### Task statement
Search the data below, and report every line in which "logging" occurs.

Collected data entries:
================================
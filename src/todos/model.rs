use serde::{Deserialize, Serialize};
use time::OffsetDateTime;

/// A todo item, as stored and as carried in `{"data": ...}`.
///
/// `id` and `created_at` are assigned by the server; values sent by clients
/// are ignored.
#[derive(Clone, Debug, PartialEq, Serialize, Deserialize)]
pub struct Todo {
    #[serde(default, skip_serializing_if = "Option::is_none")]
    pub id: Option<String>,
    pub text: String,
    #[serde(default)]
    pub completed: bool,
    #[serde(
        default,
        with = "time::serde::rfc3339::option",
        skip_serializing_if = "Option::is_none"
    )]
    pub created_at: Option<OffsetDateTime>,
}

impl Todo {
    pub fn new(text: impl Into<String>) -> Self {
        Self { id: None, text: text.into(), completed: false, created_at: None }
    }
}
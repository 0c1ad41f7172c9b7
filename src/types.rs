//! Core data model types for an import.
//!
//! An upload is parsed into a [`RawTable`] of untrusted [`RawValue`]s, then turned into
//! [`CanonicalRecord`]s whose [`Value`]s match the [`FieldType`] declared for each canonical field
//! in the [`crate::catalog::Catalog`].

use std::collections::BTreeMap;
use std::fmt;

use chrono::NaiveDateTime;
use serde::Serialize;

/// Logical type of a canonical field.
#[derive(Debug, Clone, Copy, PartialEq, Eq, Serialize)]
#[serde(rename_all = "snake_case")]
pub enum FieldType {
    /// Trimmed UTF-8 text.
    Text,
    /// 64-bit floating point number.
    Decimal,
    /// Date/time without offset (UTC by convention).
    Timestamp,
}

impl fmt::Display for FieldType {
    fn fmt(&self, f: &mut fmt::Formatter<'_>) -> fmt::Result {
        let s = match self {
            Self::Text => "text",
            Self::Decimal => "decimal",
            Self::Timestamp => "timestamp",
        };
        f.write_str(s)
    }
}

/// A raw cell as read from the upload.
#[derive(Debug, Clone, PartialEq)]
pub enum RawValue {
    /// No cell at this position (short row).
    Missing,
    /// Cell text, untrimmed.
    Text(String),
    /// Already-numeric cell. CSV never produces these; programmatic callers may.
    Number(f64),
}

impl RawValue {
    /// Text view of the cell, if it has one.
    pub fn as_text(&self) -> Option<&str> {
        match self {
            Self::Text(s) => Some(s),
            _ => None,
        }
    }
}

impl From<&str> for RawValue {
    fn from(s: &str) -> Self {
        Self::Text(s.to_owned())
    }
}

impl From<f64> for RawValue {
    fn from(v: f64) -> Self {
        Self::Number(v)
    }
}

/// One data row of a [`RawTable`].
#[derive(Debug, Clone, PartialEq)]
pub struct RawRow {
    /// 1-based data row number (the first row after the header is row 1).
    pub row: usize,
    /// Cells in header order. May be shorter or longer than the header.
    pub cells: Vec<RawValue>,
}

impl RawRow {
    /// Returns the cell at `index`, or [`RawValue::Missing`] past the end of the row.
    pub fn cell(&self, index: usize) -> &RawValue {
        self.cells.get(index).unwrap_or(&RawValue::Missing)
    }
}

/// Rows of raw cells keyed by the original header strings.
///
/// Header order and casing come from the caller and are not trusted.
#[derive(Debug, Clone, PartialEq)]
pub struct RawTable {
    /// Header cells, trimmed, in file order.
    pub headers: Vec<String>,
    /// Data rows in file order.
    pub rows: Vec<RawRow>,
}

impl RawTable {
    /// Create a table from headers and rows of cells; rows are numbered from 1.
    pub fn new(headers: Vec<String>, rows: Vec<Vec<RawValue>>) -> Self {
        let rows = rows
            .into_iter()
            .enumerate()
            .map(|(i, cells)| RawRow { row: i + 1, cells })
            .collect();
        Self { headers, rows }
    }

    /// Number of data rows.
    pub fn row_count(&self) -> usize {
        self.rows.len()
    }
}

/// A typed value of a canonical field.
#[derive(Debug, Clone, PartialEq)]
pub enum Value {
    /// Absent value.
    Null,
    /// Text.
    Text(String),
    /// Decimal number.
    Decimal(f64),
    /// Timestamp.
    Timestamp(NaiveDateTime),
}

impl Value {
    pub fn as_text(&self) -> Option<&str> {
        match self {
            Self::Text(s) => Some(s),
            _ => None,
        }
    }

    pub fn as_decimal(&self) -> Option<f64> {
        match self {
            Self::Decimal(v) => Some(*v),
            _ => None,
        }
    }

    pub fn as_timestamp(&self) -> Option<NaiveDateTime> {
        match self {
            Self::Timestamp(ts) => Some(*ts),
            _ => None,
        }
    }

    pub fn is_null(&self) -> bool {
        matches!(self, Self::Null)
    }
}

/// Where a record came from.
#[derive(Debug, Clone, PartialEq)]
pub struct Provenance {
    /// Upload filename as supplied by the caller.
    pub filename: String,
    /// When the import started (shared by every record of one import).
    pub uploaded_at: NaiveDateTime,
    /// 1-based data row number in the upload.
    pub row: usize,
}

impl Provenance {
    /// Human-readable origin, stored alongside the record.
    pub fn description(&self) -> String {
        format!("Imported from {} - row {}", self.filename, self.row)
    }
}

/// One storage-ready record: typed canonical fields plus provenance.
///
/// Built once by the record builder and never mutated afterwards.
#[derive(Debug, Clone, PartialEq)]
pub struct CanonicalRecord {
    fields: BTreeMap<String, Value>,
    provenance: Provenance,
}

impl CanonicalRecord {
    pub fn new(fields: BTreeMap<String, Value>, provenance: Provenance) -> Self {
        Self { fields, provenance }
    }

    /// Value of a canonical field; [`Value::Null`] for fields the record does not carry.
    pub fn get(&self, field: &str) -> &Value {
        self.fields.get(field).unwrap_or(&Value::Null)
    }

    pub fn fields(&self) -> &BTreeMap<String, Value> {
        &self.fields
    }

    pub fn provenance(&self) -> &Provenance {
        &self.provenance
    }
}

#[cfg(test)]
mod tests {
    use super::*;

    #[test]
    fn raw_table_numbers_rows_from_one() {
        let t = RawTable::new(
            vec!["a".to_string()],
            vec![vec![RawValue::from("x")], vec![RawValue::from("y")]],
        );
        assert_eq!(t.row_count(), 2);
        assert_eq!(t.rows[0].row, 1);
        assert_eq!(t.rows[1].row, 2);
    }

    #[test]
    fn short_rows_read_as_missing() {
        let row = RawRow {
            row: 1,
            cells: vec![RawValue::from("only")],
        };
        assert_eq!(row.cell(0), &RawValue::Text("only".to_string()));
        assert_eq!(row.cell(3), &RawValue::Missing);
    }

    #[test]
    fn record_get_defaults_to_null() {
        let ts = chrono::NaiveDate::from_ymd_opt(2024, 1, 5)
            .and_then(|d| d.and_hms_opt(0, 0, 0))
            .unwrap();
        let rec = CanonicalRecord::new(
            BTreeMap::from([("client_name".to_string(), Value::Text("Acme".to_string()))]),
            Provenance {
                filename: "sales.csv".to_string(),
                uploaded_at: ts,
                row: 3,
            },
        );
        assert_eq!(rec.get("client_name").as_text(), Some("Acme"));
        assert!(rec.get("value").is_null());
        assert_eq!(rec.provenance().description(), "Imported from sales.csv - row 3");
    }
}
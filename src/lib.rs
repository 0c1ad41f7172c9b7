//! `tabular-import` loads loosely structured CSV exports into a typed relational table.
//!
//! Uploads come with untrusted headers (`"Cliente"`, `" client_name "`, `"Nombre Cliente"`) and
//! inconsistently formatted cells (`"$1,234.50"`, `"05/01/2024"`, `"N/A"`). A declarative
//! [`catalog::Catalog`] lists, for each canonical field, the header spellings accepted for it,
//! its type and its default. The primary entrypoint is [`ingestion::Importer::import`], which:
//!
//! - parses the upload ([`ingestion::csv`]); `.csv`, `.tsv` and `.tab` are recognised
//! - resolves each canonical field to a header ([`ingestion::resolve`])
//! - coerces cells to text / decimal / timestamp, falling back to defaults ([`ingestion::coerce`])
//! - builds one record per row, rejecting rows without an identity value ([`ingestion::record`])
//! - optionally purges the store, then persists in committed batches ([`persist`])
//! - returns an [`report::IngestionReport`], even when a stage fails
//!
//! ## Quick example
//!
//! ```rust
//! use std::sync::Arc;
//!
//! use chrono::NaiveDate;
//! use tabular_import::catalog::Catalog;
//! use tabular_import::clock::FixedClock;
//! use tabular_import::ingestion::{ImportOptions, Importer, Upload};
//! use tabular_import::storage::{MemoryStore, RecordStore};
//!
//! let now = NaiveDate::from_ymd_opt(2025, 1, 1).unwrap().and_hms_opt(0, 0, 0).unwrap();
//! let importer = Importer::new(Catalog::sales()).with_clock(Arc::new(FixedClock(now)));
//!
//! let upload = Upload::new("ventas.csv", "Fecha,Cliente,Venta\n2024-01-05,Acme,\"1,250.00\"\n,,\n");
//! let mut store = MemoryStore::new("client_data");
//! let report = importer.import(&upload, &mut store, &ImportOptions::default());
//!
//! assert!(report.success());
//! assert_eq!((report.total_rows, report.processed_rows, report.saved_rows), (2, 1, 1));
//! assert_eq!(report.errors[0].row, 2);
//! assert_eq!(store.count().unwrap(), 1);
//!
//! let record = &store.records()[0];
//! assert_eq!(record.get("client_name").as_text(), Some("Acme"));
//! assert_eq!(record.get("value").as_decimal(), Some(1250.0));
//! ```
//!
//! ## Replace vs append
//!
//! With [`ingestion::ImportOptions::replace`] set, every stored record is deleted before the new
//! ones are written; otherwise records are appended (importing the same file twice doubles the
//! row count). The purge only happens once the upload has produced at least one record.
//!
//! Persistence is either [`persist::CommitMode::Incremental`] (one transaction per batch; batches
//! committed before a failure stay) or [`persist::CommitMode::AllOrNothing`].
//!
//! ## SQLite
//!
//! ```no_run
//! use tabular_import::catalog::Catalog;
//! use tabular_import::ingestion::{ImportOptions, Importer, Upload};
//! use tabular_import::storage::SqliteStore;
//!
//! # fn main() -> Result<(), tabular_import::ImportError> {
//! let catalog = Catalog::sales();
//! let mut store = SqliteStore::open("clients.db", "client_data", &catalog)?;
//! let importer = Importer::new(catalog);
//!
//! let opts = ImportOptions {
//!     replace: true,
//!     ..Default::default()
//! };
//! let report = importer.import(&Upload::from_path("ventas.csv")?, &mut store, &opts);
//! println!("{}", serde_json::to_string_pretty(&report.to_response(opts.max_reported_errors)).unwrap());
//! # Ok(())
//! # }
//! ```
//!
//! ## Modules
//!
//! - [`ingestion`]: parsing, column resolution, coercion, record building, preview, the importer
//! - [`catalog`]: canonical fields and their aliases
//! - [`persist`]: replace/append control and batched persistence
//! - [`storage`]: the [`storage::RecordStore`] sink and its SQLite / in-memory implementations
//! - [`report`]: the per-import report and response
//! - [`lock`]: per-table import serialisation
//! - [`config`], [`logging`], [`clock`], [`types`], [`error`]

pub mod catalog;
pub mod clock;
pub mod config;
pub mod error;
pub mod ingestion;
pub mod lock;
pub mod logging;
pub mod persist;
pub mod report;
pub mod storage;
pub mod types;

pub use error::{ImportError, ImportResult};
================================
### Problem solution
//! - [`config`], [`logging`], [`clock`], [`types`], [`error`]
pub mod logging;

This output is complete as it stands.